Finally Read the Original

So, there are certain canonical books that have spawned countless reinterpretations, and The Time Machine by H.G. Wells is no exception. I am a little ashamed to admit that I had never actually read the original until quite recently. And, to my surprise, I rather enjoyed it.

A lot of the fiction from the late 1800’s/early 1900’s I just find to drag on with unnecessary philosophical discussions or endless discussions at parties, but Wells keeps this story short and sweet. It is about a young inventor who develops a time machine and travels so far into Earth’s future that there is hardly anything left that is recognizable as human. The human race split long ago into subterranian and surface-dwelling races, with the surface people living on fruit and the cave dwellers living on their surface cousins. When our traveler leaves this world, he travels even farther into the future to find a desolate wasteland peopled by hideous creatures and living under a dying sun.
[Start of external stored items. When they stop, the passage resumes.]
//! Configuration types for parsing and rendering.
//!
//! This module provides plain configuration structs for library usage,
//! without any CLI framework dependencies.
//!
//! - [`ParserConfig`] - how malformed lines are treated
//! - [`RenderConfig`] - how the HTML transcript is styled
//! - [`RoleMap`] - which sender gets which bubble style
//!
//! # Example
//!
//! ```rust
//! use chatconv::config::{Fallback, RenderConfig, RoleMap, StyleRole};
//!
//! let roles = RoleMap::new()
//!     .with_sender("Alice", StyleRole::Me)
//!     .with_sender("Bob", StyleRole::Other);
//!
//! let config = RenderConfig::new()
//!     .with_roles(roles)
//!     .with_fallback(Fallback::Other);
//!
//! assert_eq!(config.placement("Alice"), Some(StyleRole::Me));
//! assert_eq!(config.placement("Carol"), Some(StyleRole::Other));
//! ```

use std::collections::BTreeMap;
use std::fs;
use std::path::Path;

use serde::{Deserialize, Serialize};

use crate::error::{ChatpackError, Result};
use crate::message::UNKNOWN_SENDER;

/// Sender shown on the right-hand ("me") side by default.
pub const DEFAULT_ME: &str = "Aditya";
/// Sender shown on the left-hand ("other") side by default.
pub const DEFAULT_OTHER: &str = "Ronak";
/// Default `<title>` of the rendered document.
pub const DEFAULT_TITLE: &str = "WhatsApp Chat";

/// Configuration for the line parser.
///
/// # Example
///
/// ```rust
/// use chatconv::config::ParserConfig;
///
/// let config = ParserConfig::new().with_skip_invalid(false);
/// assert!(!config.skip_invalid);
/// ```
#[derive(Debug, Clone, PartialEq, Eq, Serialize, Deserialize)]
#[serde(default)]
pub struct ParserConfig {
    /// Skip lines without the `" - "` separator instead of failing (default: true)
    pub skip_invalid: bool,

    /// Sender assigned when a line has no `": "` separator (default: "Unknown")
    pub unknown_sender: String,
}

impl Default for ParserConfig {
    fn default() -> Self {
        Self {
            skip_invalid: true,
            unknown_sender: UNKNOWN_SENDER.to_string(),
        }
    }
}

impl ParserConfig {
    /// Creates a new configuration with default values.
    pub fn new() -> Self {
        Self::default()
    }

    /// Creates a configuration that rejects lines without a separator.
    pub fn strict() -> Self {
        Self {
            skip_invalid: false,
            ..Self::default()
        }
    }

    /// Sets whether to skip invalid lines.
    #[must_use]
    pub fn with_skip_invalid(mut self, skip: bool) -> Self {
        self.skip_invalid = skip;
        self
    }

    /// Sets the sender used for unattributed lines.
    #[must_use]
    pub fn with_unknown_sender(mut self, sender: impl Into<String>) -> Self {
        self.unknown_sender = sender.into();
        self
    }
}

/// Visual placement of a message bubble.
#[derive(Debug, Clone, Copy, PartialEq, Eq, Hash, Serialize, Deserialize)]
#[serde(rename_all = "lowercase")]
pub enum StyleRole {
    /// Right-aligned bubble for the exporting user.
    Me,
    /// Left-aligned bubble for the conversation partner.
    Other,
}

impl StyleRole {
    /// Returns the CSS class list used for this role's bubble.
    pub fn css_class(self) -> &'static str {
        match self {
            StyleRole::Me => "message me",
            StyleRole::Other => "message other",
        }
    }
}

impl std::fmt::Display for StyleRole {
    fn fmt(&self, f: &mut std::fmt::Formatter<'_>) -> std::fmt::Result {
        match self {
            StyleRole::Me => write!(f, "me"),
            StyleRole::Other => write!(f, "other"),
        }
    }
}

impl std::str::FromStr for StyleRole {
    type Err = String;

    fn from_str(s: &str) -> std::result::Result<Self, Self::Err> {
        match s.to_lowercase().as_str() {
            "me" | "self" => Ok(StyleRole::Me),
            "other" => Ok(StyleRole::Other),
            _ => Err(format!("Unknown role: '{}'. Expected one of: me, other", s)),
        }
    }
}

/// What to do with a sender that has no entry in the [`RoleMap`].
#[derive(Debug, Clone, Copy, PartialEq, Eq, Hash, Default, Serialize, Deserialize)]
#[serde(rename_all = "lowercase")]
pub enum Fallback {
    /// Leave the message out of the HTML transcript (it stays in the CSV).
    #[default]
    Drop,
    /// Render as a "me" bubble.
    Me,
    /// Render as an "other" bubble.
    Other,
}

impl Fallback {
    /// Returns the role unmapped senders receive, or `None` when they are dropped.
    pub fn role(self) -> Option<StyleRole> {
        match self {
            Fallback::Drop => None,
            Fallback::Me => Some(StyleRole::Me),
            Fallback::Other => Some(StyleRole::Other),
        }
    }
}

impl std::str::FromStr for Fallback {
    type Err = String;

    fn from_str(s: &str) -> std::result::Result<Self, Self::Err> {
        match s.to_lowercase().as_str() {
            "drop" | "none" => Ok(Fallback::Drop),
            "me" | "self" => Ok(Fallback::Me),
            "other" => Ok(Fallback::Other),
            _ => Err(format!(
                "Unknown fallback: '{}'. Expected one of: drop, me, other",
                s
            )),
        }
    }
}

/// Mapping from exact sender name to bubble style.
///
/// Matching is exact and case-sensitive: `"aditya"` does not match `"Aditya"`.
/// Serializes as a plain JSON object, e.g. `{"Aditya": "me", "Ronak": "other"}`.
#[derive(Debug, Clone, PartialEq, Eq, Serialize, Deserialize)]
#[serde(transparent)]
pub struct RoleMap {
    senders: BTreeMap<String, StyleRole>,
}

impl Default for RoleMap {
    fn default() -> Self {
        Self::new()
            .with_sender(DEFAULT_ME, StyleRole::Me)
            .with_sender(DEFAULT_OTHER, StyleRole::Other)
    }
}

impl RoleMap {
    /// Creates an empty mapping.
    pub fn new() -> Self {
        Self {
            senders: BTreeMap::new(),
        }
    }

    /// Builder method that assigns `role` to `sender`.
    #[must_use]
    pub fn with_sender(mut self, sender: impl Into<String>, role: StyleRole) -> Self {
        self.assign(sender, role);
        self
    }

    /// Assigns `role` to `sender`, returning the role it replaced.
    pub fn assign(&mut self, sender: impl Into<String>, role: StyleRole) -> Option<StyleRole> {
        self.senders.insert(sender.into(), role)
    }

    /// Returns the role mapped to `sender`, if any.
    pub fn role_for(&self, sender: &str) -> Option<StyleRole> {
        self.senders.get(sender).copied()
    }

    /// Iterates over `(sender, role)` pairs in name order.
    pub fn iter(&self) -> impl Iterator<Item = (&str, StyleRole)> {
        self.senders.iter().map(|(name, role)| (name.as_str(), *role))
    }

    pub fn len(&self) -> usize {
        self.senders.len()
    }

    pub fn is_empty(&self) -> bool {
        self.senders.is_empty()
    }

    fn validate(&self) -> std::result::Result<(), String> {
        if self.senders.keys().any(|name| name.trim().is_empty()) {
            return Err("sender names in \"roles\" must not be empty".to_string());
        }
        Ok(())
    }
}

/// Configuration for the HTML transcript.
///
/// Every field has a default, so a config file only needs the keys it
/// changes:
///
/// ```json
/// {
///   "roles": { "Alice": "me", "Bob": "other" },
///   "fallback": "drop",
///   "title": "Family chat",
///   "escape_html": true,
///   "include_timestamps": false
/// }
/// ```
#[derive(Debug, Clone, PartialEq, Eq, Serialize, Deserialize)]
#[serde(default, deny_unknown_fields)]
pub struct RenderConfig {
    /// Sender to bubble-style mapping
    pub roles: RoleMap,

    /// Policy for senders missing from `roles` (default: drop)
    pub fallback: Fallback,

    /// Document `<title>` (default: "WhatsApp Chat")
    pub title: String,

    /// Escape `<`, `>`, `&` and quotes in message bodies (default: true)
    pub escape_html: bool,

    /// Add a timestamp line under each bubble body (default: false)
    pub include_timestamps: bool,
}

impl Default for RenderConfig {
    fn default() -> Self {
        Self {
            roles: RoleMap::default(),
            fallback: Fallback::default(),
            title: DEFAULT_TITLE.to_string(),
            escape_html: true,
            include_timestamps: false,
        }
    }
}

impl RenderConfig {
    /// Creates a new configuration with default values.
    pub fn new() -> Self {
        Self::default()
    }

    /// Parses a configuration from JSON text.
    pub fn from_json_str(json: &str) -> Result<Self> {
        let config: Self = serde_json::from_str(json)?;
        config
            .roles
            .validate()
            .map_err(|message| ChatpackError::config(message, None))?;
        Ok(config)
    }

    /// Loads a configuration from a JSON file.
    pub fn from_file(path: &Path) -> Result<Self> {
        let json = fs::read_to_string(path)?;
        let config: Self = serde_json::from_str(&json)?;
        config
            .roles
            .validate()
            .map_err(|message| ChatpackError::config(message, Some(path.to_path_buf())))?;
        let roles: Vec<String> = config
            .roles
            .iter()
            .map(|(name, role)| format!("{name}={role}"))
            .collect();
        tracing::debug!(
            path = %path.display(),
            roles = %roles.join(", "),
            fallback = ?config.fallback,
            "loaded render config"
        );
        Ok(config)
    }

    /// Replaces the role mapping.
    #[must_use]
    pub fn with_roles(mut self, roles: RoleMap) -> Self {
        self.roles = roles;
        self
    }

    /// Sets the policy for unmapped senders.
    #[must_use]
    pub fn with_fallback(mut self, fallback: Fallback) -> Self {
        self.fallback = fallback;
        self
    }

    /// Sets the document title.
    #[must_use]
    pub fn with_title(mut self, title: impl Into<String>) -> Self {
        self.title = title.into();
        self
    }

    /// Enables or disables HTML escaping of message bodies.
    #[must_use]
    pub fn with_escape_html(mut self, escape: bool) -> Self {
        self.escape_html = escape;
        self
    }

    /// Enables or disables per-message timestamps.
    #[must_use]
    pub fn with_timestamps(mut self, include: bool) -> Self {
        self.include_timestamps = include;
        self
    }

    /// Resolves the bubble style for `sender`, applying the fallback policy.
    ///
    /// Returns `None` when the message should not appear in the transcript.
    pub fn placement(&self, sender: &str) -> Option<StyleRole> {
        self.roles.role_for(sender).or_else(|| self.fallback.role())
    }
}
As many of the pieces from the time, it is presented from the perspective of a companion of the main character, though in this case he does not travel with the protagonist; instead, he is hearing the man relate his travels at a dinner party. This allowed the story to have a much smoother and leaner view of the protagonist’s adventures that made it seem almost like a modern adventure novel.

The book also offers an interesting judgement on humanity, hinting at the splitting of our race into the pretty useless people supported by the people who live below who make the world run. I’ll leave it to each individual reader to decide just how much of the social commentary they choose to read into it. Personally, I prefer just the hint of it to flavor the adventure of it all. Though I can’t help but feel that his commentary is even more relevant today, with the rich beautiful people marrying and producing useless pretty offspring (*cough* Kardashians *cough*) while a good portion of the world sinks into the darkness of their own uneducated worship of these creatures.

All in all, its a fun, and fast, read. I suggest giving it a go if you’re a fan of classic science fiction, especially if you’ve enjoyed any of the iterations that have since followed.